I completely agree with Neil’s assessment that telling this story as a mini-series on a platform such as HBO, Netflix, Showtime, or even TNT or F/X would have served it better, as there is way too much going on that, unfortunately due to its 2 ¼ hour running time, never gets fleshed out adequately, with ideas being introduced, then not followed through to completion (or worse, rushed to completion). The movie also suffers from not really knowing what it wants to be, a comedy, social satire, thought-provoking drama, etc. And Paramount’s decision to market the film as a whimsical science fiction comedy makes it even more schizophrenic (no wonder the film scored an audience rating of 23% on Rotten Tomatoes). The cast is well-executed, with Damon, Waltz, and Wiig shining in their roles, and unknown Hong Chau (who has had recurring roles in television series such as Big Little Lies, A to Z, and Treme) was a real find for director Alexander Payne. As a whole, the movie felt dull and lifeless, and perhaps I’m not as forgiving as Neil, hence my 2.5 star rating compared to his 3 stars.
3D Rating: NA
Downsizing’s presentation on 4K UHD Blu-ray is almost as disappointing as the film is. Captured at 3.4k resolution primarily on Arri Alexa Mini and XT Plus cameras, then completed as a 2K digital intermediate, Paramount’s 2160p upscale with HDR10 high dynamic range ultimately appears no different from its Blu-ray counterpart. There is no noticeable increase in clarity or detail, colors are just as subdued but natural. Even contrast is identical, although some of the darker sequences were often dark grey rather than deep black (with the black letterbox bars also going dark grey in those same scenes). There is no indication on the packaging or disc label that this disc includes Dolby Vision, and I have no way of confirming if this disc has Dolby Vision, as my equipment is not DV-capable.

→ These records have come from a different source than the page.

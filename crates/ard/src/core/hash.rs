//! Equality and hashing for Value
//!
//! Every value can be a map key, so `Value` implements `Eq` and `Hash`
//! directly:
//!
//! - all NaN values are equal to each other, which keeps equality reflexive
//! - `-0.0` and `+0.0` are equal and hash the same
//! - maps compare and hash independently of insertion order
//! - values of different variants are never equal, even when numerically
//!   equal (`Integer(3) != Float(3.0)`) or logically equal
//!   (`Map != StringMap`)
//! - host values are equal only to themselves

use std::hash::{DefaultHasher, Hash, Hasher};

use crate::core::value::Value;

impl PartialEq for Value {
    fn eq(&self, other: &Self) -> bool {
        match (self, other) {
            (Self::Null, Self::Null) => true,
            (Self::Boolean(a), Self::Boolean(b)) => a == b,
            (Self::Integer(a), Self::Integer(b)) => a == b,
            (Self::UnsignedInteger(a), Self::UnsignedInteger(b)) => a == b,
            (Self::Float(a), Self::Float(b)) => float_eq(*a, *b),
            (Self::String(a), Self::String(b)) => a == b,
            (Self::Bytes(a), Self::Bytes(b)) => a == b,
            (Self::Timestamp(a), Self::Timestamp(b)) => a == b,
            (Self::List(a), Self::List(b)) => a == b,

            // IndexMap equality ignores order
            (Self::Map(a), Self::Map(b)) => a == b,
            (Self::StringMap(a), Self::StringMap(b)) => a == b,

            (Self::Host(a), Self::Host(b)) => a.ptr_eq(b),

            _ => false,
        }
    }
}

impl Eq for Value {}

#[inline]
fn float_eq(a: f64, b: f64) -> bool {
    if a.is_nan() && b.is_nan() { true } else { a == b }
}

#[inline]
fn float_bits(f: f64) -> u64 {
    if f.is_nan() {
        f64::NAN.to_bits()
    } else if f == 0.0 {
        0.0f64.to_bits()
    } else {
        f.to_bits()
    }
}

impl Hash for Value {
    fn hash<H: Hasher>(&self, state: &mut H) {
        std::mem::discriminant(self).hash(state);

        match self {
            Self::Null => {}
            Self::Boolean(b) => b.hash(state),
            Self::Integer(i) => i.hash(state),
            Self::UnsignedInteger(u) => u.hash(state),
            Self::Float(f) => float_bits(*f).hash(state),
            Self::String(s) => s.hash(state),
            Self::Bytes(b) => b.hash(state),
            Self::Timestamp(t) => t.hash(state),
            Self::List(l) => l.hash(state),
            Self::Map(m) => {
                m.len().hash(state);
                unordered_hash(m.iter()).hash(state);
            }
            Self::StringMap(m) => {
                m.len().hash(state);
                unordered_hash(m.iter()).hash(state);
            }
            Self::Host(h) => h.ptr_id().hash(state),
        }
    }
}

/// Order-independent combination of entry hashes
fn unordered_hash<'a, K, I>(entries: I) -> u64
where
    K: Hash + 'a,
    I: Iterator<Item = (&'a K, &'a Value)>,
{
    entries.fold(0u64, |acc, (key, value)| {
        let mut hasher = DefaultHasher::new();
        key.hash(&mut hasher);
        value.hash(&mut hasher);
        acc.wrapping_add(hasher.finish())
    })
}

/// Structural equality
///
/// Same as `a == b`; spelled out as a function for call sites that read
/// better with it.
#[inline]
#[must_use]
pub fn equals(a: &Value, b: &Value) -> bool {
    a == b
}

#[cfg(test)]
mod tests {
    use super::*;
    use crate::core::value::{Map, StringMap};
    use std::collections::HashSet;

    fn hash_of(value: &Value) -> u64 {
        let mut hasher = DefaultHasher::new();
        value.hash(&mut hasher);
        hasher.finish()
    }

    #[test]
    fn test_nan_is_reflexive() {
        let nan = Value::float(f64::NAN);
        assert_eq!(nan, nan.clone());
        assert_eq!(hash_of(&nan), hash_of(&Value::float(-f64::NAN)));
    }

    #[test]
    fn test_signed_zero() {
        assert_eq!(Value::float(0.0), Value::float(-0.0));
        assert_eq!(hash_of(&Value::float(0.0)), hash_of(&Value::float(-0.0)));
    }

    #[test]
    fn test_numeric_variants_never_equal() {
        assert_ne!(Value::integer(3), Value::float(3.0));
        assert_ne!(Value::integer(3), Value::unsigned_integer(3));
        assert_ne!(Value::unsigned_integer(3), Value::float(3.0));
    }

    #[test]
    fn test_map_and_string_map_never_equal() {
        let mut map = Map::new();
        map.insert(Value::string("a"), Value::integer(1));
        let mut string_map = StringMap::new();
        string_map.insert("a".to_owned(), Value::integer(1));

        assert_ne!(Value::Map(map), Value::StringMap(string_map));
    }

    #[test]
    fn test_map_order_independent() {
        let mut a = Map::new();
        a.insert(Value::string("x"), Value::integer(1));
        a.insert(Value::string("y"), Value::integer(2));

        let mut b = Map::new();
        b.insert(Value::string("y"), Value::integer(2));
        b.insert(Value::string("x"), Value::integer(1));

        let (a, b) = (Value::Map(a), Value::Map(b));
        assert_eq!(a, b);
        assert_eq!(hash_of(&a), hash_of(&b));
    }

    #[test]
    fn test_values_as_set_members() {
        let mut set = HashSet::new();
        set.insert(Value::integer(1));
        set.insert(Value::list_empty());
        set.insert(Value::map_empty());
        set.insert(Value::integer(1));

        assert_eq!(set.len(), 3);
        assert!(set.contains(&Value::list_empty()));
    }

    #[test]
    fn test_host_identity() {
        let host = Value::host(String::from("x"));
        let other = Value::host(String::from("x"));
        assert_eq!(host, host.clone());
        assert_ne!(host, other);
    }
}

Downsizing on 4K UHD Blu-ray contains the same DTS-HD MA 7.1 track found on the Blu-ray version. As Neil Middlemiss noted in his review:
The 7.1 DTS-HD Master Audio isn’t taxed–it just isn’t that kind of film, but what is asked of the audio is handled well. The noise of crowds, the bumpy bus-ride Damon and Chau take, the busy, commercial spectacle of crowds contemplating what the small community of Leisureland has to offer, are good examples of where the audio steps up nicely, and even Rolfe Kent’s likeable, content score is delightfully used. The party sequence where Damon’s character gets more than he bargained for is a highlight, but you won’t get neighbors complaining if you play this one too loud.
Special Features: 2/5
All of the self-congraulatory Special Features can be found on the included Blu-ray Edition.
Working with Alexander (1080p; 12:22)
The Cast (1080p; 11:30)
A Visual Journey (1080p; 14:02)
A Matter of Perspective (1080p; 9:06)
That Smile (1080p; 6:27)
A Global Concern (1080p; 6:39)
Digital Copy: An insert contains a code to redeem digital copies on UltraViolet and iTunes. I redeemed on Vudu and received UHD versions on both Vudu and FandangoNow.
Downsizing arrives on 4K UHD Blu-ray in an uninspiring video presentation that does not take advantage of any of the features the format provides, appearing almost identical to the included Blu-ray version of the film. Fans of the film would be better off saving their money and purchasing the film on Blu-ray.